Punta Paloma, Espagne, de la série"Go No Go", Ad van Denderen, 2001
Punta Paloma, Espagne, de la série"Go No Go", Ad van Denderen, 2001

 L'ensemble de l'exposition est clôturé par la toile "Notre fond de mer" (2021) de Miriam Cahn. C'est l'une des œuvres les plus poignantes et émotionnelles présentées dans l'exposition Thalassa! Thalassa! .

 L'artiste, connue pour aborder des thèmes politiques, sociaux et existentiels, utilise de manière caractéristique une esthétique minimaliste et expressive pour traiter de la difficile question de la crise humanitaire, en particulier la tragédie des réfugiés en mer Méditerranée.
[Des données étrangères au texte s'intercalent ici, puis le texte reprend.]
//! CLI argument parsing and command dispatch.
//!
//! This module provides the command-line interface for depwalk using clap's derive API.
//!
//! # Commands
//!
//! - `traverse`: Collect the transitive dependencies of a library
//! - `point-read`: Read one document by id and partition key
//! - `find`: Look a document up by library name
//! - `count`: Count the documents in the store
//! - `env`: Show the environment variables depwalk reads
//!
//! # Global Flags
//!
//! - `--json`: Output in JSON format (applies to all commands)
//! - `--config`: Configuration file (default `depwalk.yaml`)
//! - `--data-file`: Document file, overriding configuration and environment
//!
//! # Example
//!
//! ```bash
//! depwalk --data-file data/libraries.jsonl traverse flask 3
//! depwalk --json traverse requests 2 --concurrency 8 --timeout-secs 30
//! depwalk point-read click c
//! ```

mod args;
mod execute;
mod validators;

use anyhow::Result;
use clap::{Parser, Subcommand};
use std::path::{Path, PathBuf};

use crate::app::App;
use crate::config::{DEFAULT_CONFIG_FILE, DepwalkConfig};
use crate::output::OutputMode;

// Re-export argument structs
pub use args::{FindArgs, PointReadArgs, TraverseArgs};

// Re-export validators for external use
pub use validators::{validate_concurrency, validate_key, validate_library_name};

/// Depwalk - breadth-first dependency traversal over a document store
///
/// Rebuilds the transitive dependency set of a library from per-document
/// dependency lists, using only point reads and name lookups.
#[derive(Parser, Debug)]
#[command(name = "depwalk")]
#[command(author, version, about, long_about = None)]
#[command(propagate_version = true)]
pub struct Cli {
    /// Output in JSON format for programmatic use
    #[arg(long, global = true)]
    pub json: bool,

    /// Configuration file (defaults to ./depwalk.yaml when present)
    #[arg(long, global = true)]
    pub config: Option<PathBuf>,

    /// Document file (.jsonl or .json), overriding configuration
    #[arg(long, global = true)]
    pub data_file: Option<PathBuf>,

    /// Subcommand to execute
    #[command(subcommand)]
    pub command: Option<Commands>,
}

/// Available commands
#[derive(Subcommand, Debug, Clone)]
pub enum Commands {
    /// Collect the transitive dependencies of a library
    ///
    /// Resolves the library by name, then follows dependency references level
    /// by level up to DEPTH. Unknown dependencies are reported, not fatal.
    Traverse(TraverseArgs),

    /// Read one document by id and partition key
    PointRead(PointReadArgs),

    /// Look a document up by library name
    Find(FindArgs),

    /// Count the documents in the store
    Count,

    /// Show the environment variables depwalk reads
    Env,
}

impl Cli {
    /// Parse CLI arguments from command line
    pub fn parse_args() -> Self {
        <Self as Parser>::parse()
    }

    /// Parse CLI arguments from an iterator (for testing)
    pub fn try_parse_from<I, T>(iter: I) -> std::result::Result<Self, clap::Error>
    where
        I: IntoIterator<Item = T>,
        T: Into<std::ffi::OsString> + Clone,
    {
        <Self as Parser>::try_parse_from(iter)
    }

    /// Resolve configuration: file, then environment, then global flags.
    ///
    /// An explicit `--config` must exist; the default file is optional.
    pub async fn resolve_config(&self) -> Result<DepwalkConfig> {
        let mut config = match &self.config {
            Some(path) => DepwalkConfig::load(path).await?,
            None => DepwalkConfig::load_or_default(Path::new(DEFAULT_CONFIG_FILE)).await?,
        };
        config.apply_env();
        if let Some(path) = &self.data_file {
            config.store.data_file = Some(path.clone());
        }
        Ok(config)
    }

    /// Execute the CLI command
    pub async fn execute(&self) -> Result<()> {
        let output_mode = if self.json {
            OutputMode::Json
        } else {
            OutputMode::Text
        };

        match &self.command {
            Some(Commands::Traverse(args)) => {
                let mut config = self.resolve_config().await?;
                execute::apply_traverse_overrides(&mut config, args);
                let app = App::from_config(config).await?;
                execute::execute_traverse(&app, args, output_mode).await
            }
            Some(Commands::PointRead(args)) => {
                let app = App::from_config(self.resolve_config().await?).await?;
                execute::execute_point_read(&app, args, output_mode).await
            }
            Some(Commands::Find(args)) => {
                let app = App::from_config(self.resolve_config().await?).await?;
                execute::execute_find(&app, args, output_mode).await
            }
            Some(Commands::Count) => {
                let app = App::from_config(self.resolve_config().await?).await?;
                execute::execute_count(&app, output_mode).await
            }
            Some(Commands::Env) => execute::execute_env(output_mode),
            None => {
                println!("Depwalk dependency traversal");
                println!("Use --help for more information");
                Ok(())
            }
        }
    }
}

#[cfg(test)]
mod tests {
    use super::*;

    // ========== CLI Parsing Tests ==========

    #[test]
    fn test_parse_no_command() {
        let cli = Cli::try_parse_from(["depwalk"]).unwrap();
        assert!(cli.command.is_none());
        assert!(!cli.json);
        assert!(cli.config.is_none());
    }

    #[test]
    fn test_parse_traverse_minimal() {
        let cli = Cli::try_parse_from(["depwalk", "traverse", "flask", "2"]).unwrap();
        match cli.command {
            Some(Commands::Traverse(args)) => {
                assert_eq!(args.name, "flask");
                assert_eq!(args.depth, 2);
                assert!(args.concurrency.is_none());
                assert!(args.timeout_secs.is_none());
                assert!(!args.filter_by_store_ids);
            }
            _ => panic!("Expected Traverse command"),
        }
    }

    #[test]
    fn test_parse_traverse_negative_depth_reaches_engine() {
        let cli = Cli::try_parse_from(["depwalk", "traverse", "flask", "-1"]).unwrap();
        match cli.command {
            Some(Commands::Traverse(args)) => assert_eq!(args.depth, -1),
            _ => panic!("Expected Traverse command"),
        }
    }

    #[test]
    fn test_parse_traverse_rejects_zero_concurrency() {
        let result =
            Cli::try_parse_from(["depwalk", "traverse", "flask", "1", "--concurrency", "0"]);
        assert!(result.is_err());
    }

    #[test]
    fn test_parse_traverse_rejects_blank_name() {
        let result = Cli::try_parse_from(["depwalk", "traverse", " ", "1"]);
        assert!(result.is_err());
    }

    #[test]
    fn test_parse_traverse_rejects_padded_name() {
        let result = Cli::try_parse_from(["depwalk", "traverse", " flask", "1"]);
        assert!(result.is_err());
    }

    #[test]
    fn test_parse_global_flags_after_subcommand() {
        let cli = Cli::try_parse_from([
            "depwalk",
            "count",
            "--json",
            "--data-file",
            "libs.json",
        ])
        .unwrap();
        assert!(cli.json);
        assert_eq!(cli.data_file.as_deref(), Some(Path::new("libs.json")));
        assert!(matches!(cli.command, Some(Commands::Count)));
    }

    #[test]
    fn test_parse_point_read() {
        let cli = Cli::try_parse_from(["depwalk", "point-read", "click", "c"]).unwrap();
        match cli.command {
            Some(Commands::PointRead(args)) => {
                assert_eq!(args.id, "click");
                assert_eq!(args.partition_key, "c");
            }
            _ => panic!("Expected PointRead command"),
        }
    }

    #[test]
    fn test_parse_find_and_env() {
        let cli = Cli::try_parse_from(["depwalk", "find", "flask"]).unwrap();
        assert!(matches!(cli.command, Some(Commands::Find(ref args)) if args.name == "flask"));

        let cli = Cli::try_parse_from(["depwalk", "env"]).unwrap();
        assert!(matches!(cli.command, Some(Commands::Env)));
    }

    #[tokio::test]
    async fn test_resolve_config_prefers_data_file_flag() {
        let temp_dir = tempfile::TempDir::new().unwrap();
        let config_path = temp_dir.path().join("depwalk.yaml");
        tokio::fs::write(
            &config_path,
            "store:\n  data-file: from-config.jsonl\ntraversal:\n  timeout-secs: 3\n",
        )
        .await
        .unwrap();
        let cli = Cli::try_parse_from([
            "depwalk",
            "--config",
            config_path.to_str().unwrap(),
            "--data-file",
            "from-flag.jsonl",
            "count",
        ])
        .unwrap();

        let config = cli.resolve_config().await.unwrap();

        assert_eq!(
            config.store.data_file.as_deref(),
            Some(Path::new("from-flag.jsonl"))
        );
        assert_eq!(config.traversal.timeout_secs, Some(3));
    }

    #[tokio::test]
    async fn test_resolve_config_missing_explicit_file_fails() {
        let cli = Cli::try_parse_from([
            "depwalk",
            "--config",
            "/nonexistent/depwalk.yaml",
            "env",
        ])
        .unwrap();

        assert!(cli.resolve_config().await.is_err());
    }
}
//! Command execution logic.
//!
//! This module contains the implementation of all CLI commands.

use anyhow::Result;

use super::args::{FindArgs, PointReadArgs, TraverseArgs};
use crate::app::App;
use crate::config::{DepwalkConfig, defined_environment_variables};
use crate::domain::NodeId;
use crate::output::{self, OutputMode};

/// Apply `traverse` flags on top of the resolved configuration.
pub fn apply_traverse_overrides(config: &mut DepwalkConfig, args: &TraverseArgs) {
    if let Some(n) = args.concurrency {
        config.traversal.max_concurrent_lookups = n;
    }
    if let Some(secs) = args.timeout_secs {
        config.traversal.timeout_secs = Some(secs);
    }
    if let Some(path) = &args.known_ids {
        config.traversal.known_ids_file = Some(path.clone());
    }
    if args.filter_by_store_ids {
        config.traversal.filter_by_store_ids = true;
    }
}

/// Execute the traverse command
pub async fn execute_traverse(app: &App, args: &TraverseArgs, output_mode: OutputMode) -> Result<()> {
    let graph = app.graph()?;
    let result = graph.traverse(&args.name, args.depth).await?;

    output::print_traversal(&result, output_mode)?;

    if result.outcome.is_partial() && output_mode == OutputMode::Text {
        eprintln!(
            "{}",
            output::warning(
                "Result is partial; see the log for the failure",
                &output::OutputConfig::from_env()
            )
        );
    }
    Ok(())
}

/// Execute the point-read command
pub async fn execute_point_read(app: &App, args: &PointReadArgs, output_mode: OutputMode) -> Result<()> {
    let id = NodeId::new(args.id.as_str());
    let node = app.store().point_read(&id, &args.partition_key).await?;

    output::print_node(
        node.as_ref(),
        &format!("id '{}' in partition '{}'", args.id, args.partition_key),
        output_mode,
    )?;
    Ok(())
}

/// Execute the find command
pub async fn execute_find(app: &App, args: &FindArgs, output_mode: OutputMode) -> Result<()> {
    let node = app.store().find_by_name(&args.name).await?;

    output::print_node(node.as_ref(), &format!("name '{}'", args.name), output_mode)?;
    Ok(())
}

/// Execute the count command
pub async fn execute_count(app: &App, output_mode: OutputMode) -> Result<()> {
    let count = app.store().count().await?;

    output::print_count(count, output_mode)?;
    Ok(())
}

/// Execute the env command
pub fn execute_env(output_mode: OutputMode) -> Result<()> {
    output::print_env(&defined_environment_variables(), output_mode)?;
    Ok(())
}
//! Known-id filtering.
//!
//! The indexed corpus is a small subset of the ids its documents reference.
//! A [`KnownIdFilter`] lets the traversal skip point reads that are certain
//! to miss. Ids the filter rejects are neither looked up nor recorded as
//! attempted.

use crate::domain::NodeId;
use crate::error::Result;
use std::collections::HashSet;
use std::path::Path;

/// Existence pre-check for dependency ids.
///
/// Must return `true` for every id that exists in the store. Returning
/// `true` for absent ids is allowed and only costs a wasted lookup.
pub trait KnownIdFilter: Send + Sync {
    /// Whether `id` may exist in the store.
    fn may_exist(&self, id: &NodeId) -> bool;
}

/// A precomputed set of ids known to exist.
#[derive(Debug, Clone, Default, PartialEq, Eq)]
pub struct KnownIdSet {
    ids: HashSet<NodeId>,
}

impl KnownIdSet {
    /// Create an empty set (rejects every id).
    #[must_use]
    pub fn new() -> Self {
        Self::default()
    }

    /// Add an id. Returns `false` if it was already present.
    pub fn insert(&mut self, id: impl Into<NodeId>) -> bool {
        self.ids.insert(id.into())
    }

    /// Number of ids in the set.
    #[must_use]
    pub fn len(&self) -> usize {
        self.ids.len()
    }

    /// Returns `true` if the set is empty.
    #[must_use]
    pub fn is_empty(&self) -> bool {
        self.ids.is_empty()
    }

    /// Add every id of `other`.
    pub fn merge(&mut self, other: KnownIdSet) {
        self.ids.extend(other.ids);
    }

    /// Parse a newline-separated id list.
    ///
    /// Surrounding whitespace is trimmed; blank lines and lines starting
    /// with `#` are ignored.
    ///
    /// ```
    /// use depwalk::domain::NodeId;
    /// use depwalk::traversal::filter::{KnownIdFilter, KnownIdSet};
    ///
    /// let set = KnownIdSet::parse("# indexed\nflask\n\n  click \n");
    /// assert_eq!(set.len(), 2);
    /// assert!(set.may_exist(&NodeId::new("click")));
    /// ```
    #[must_use]
    pub fn parse(content: &str) -> Self {
        content
            .lines()
            .map(str::trim)
            .filter(|line| !line.is_empty() && !line.starts_with('#'))
            .map(NodeId::from)
            .collect()
    }

    /// Load an id list from a file. See [`parse`](Self::parse) for the format.
    ///
    /// # Errors
    ///
    /// Returns an error if the file cannot be read.
    pub async fn load(path: &Path) -> Result<Self> {
        let content = tokio::fs::read_to_string(path).await?;
        let set = Self::parse(&content);
        tracing::debug!(path = %path.display(), ids = set.len(), "Loaded known-id list");
        Ok(set)
    }
}

impl FromIterator<NodeId> for KnownIdSet {
    fn from_iter<I: IntoIterator<Item = NodeId>>(iter: I) -> Self {
        Self {
            ids: iter.into_iter().collect(),
        }
    }
}

impl KnownIdFilter for KnownIdSet {
    fn may_exist(&self, id: &NodeId) -> bool {
        self.ids.contains(id)
    }
}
 Le tableau représente de manière synthétique les corps d'un enfant et d'une femme tombant sans vie dans les profondeurs marines. Le drame est accentué par l'utilisation de contrastes de couleurs marqués : le bleu profond et froid de l'eau marine, le blanc des corps morts, avec des touches de rouge soulignant le sexe des victimes. Cette œuvre tragique symbolise les victimes de la crise migratoire, mortes en tentant de traverser la mer Méditerranée à la recherche d'une vie meilleure.



 Miriam Cahn se concentre sur les aspects les plus bouleversants de ce problème, montrant comment la mer – symbole de la vie et de la nature – devient un lieu de tragédie, de mort et d'oubli. Les corps symbolisent non seulement la mort physique, mais aussi l'indifférence sociale face à la tragédie des réfugiés.

 La mer, qui dans l'art représente souvent l'espoir et la renaissance, devient dans cette œuvre une tombe et un témoin de la souffrance humaine, résultat de l'inégalité globale et des conflits.


 Cette partie de l'exposition, qui regroupe les œuvres et objets d'art les plus récents, contraste nettement avec les représentations idéalisées et romantiques de la mer du XIXe siècle. Elle regorge d'œuvres expressives, émotionnelles, dramatiques et engageantes. Le titre Thalassa! Thalassa! nous extirpe de notre confort, pose des questions sur notre responsabilité face aux nombreux problèmes contemporains et nous pousse à réfléchir sur la signification actuelle de la mer non seulement comme un lieu de beauté, de contemplation et de mystère, mais aussi comme un lieu de souffrance, d'injustice et de menace, une menace que nous lui imposons nous-mêmes.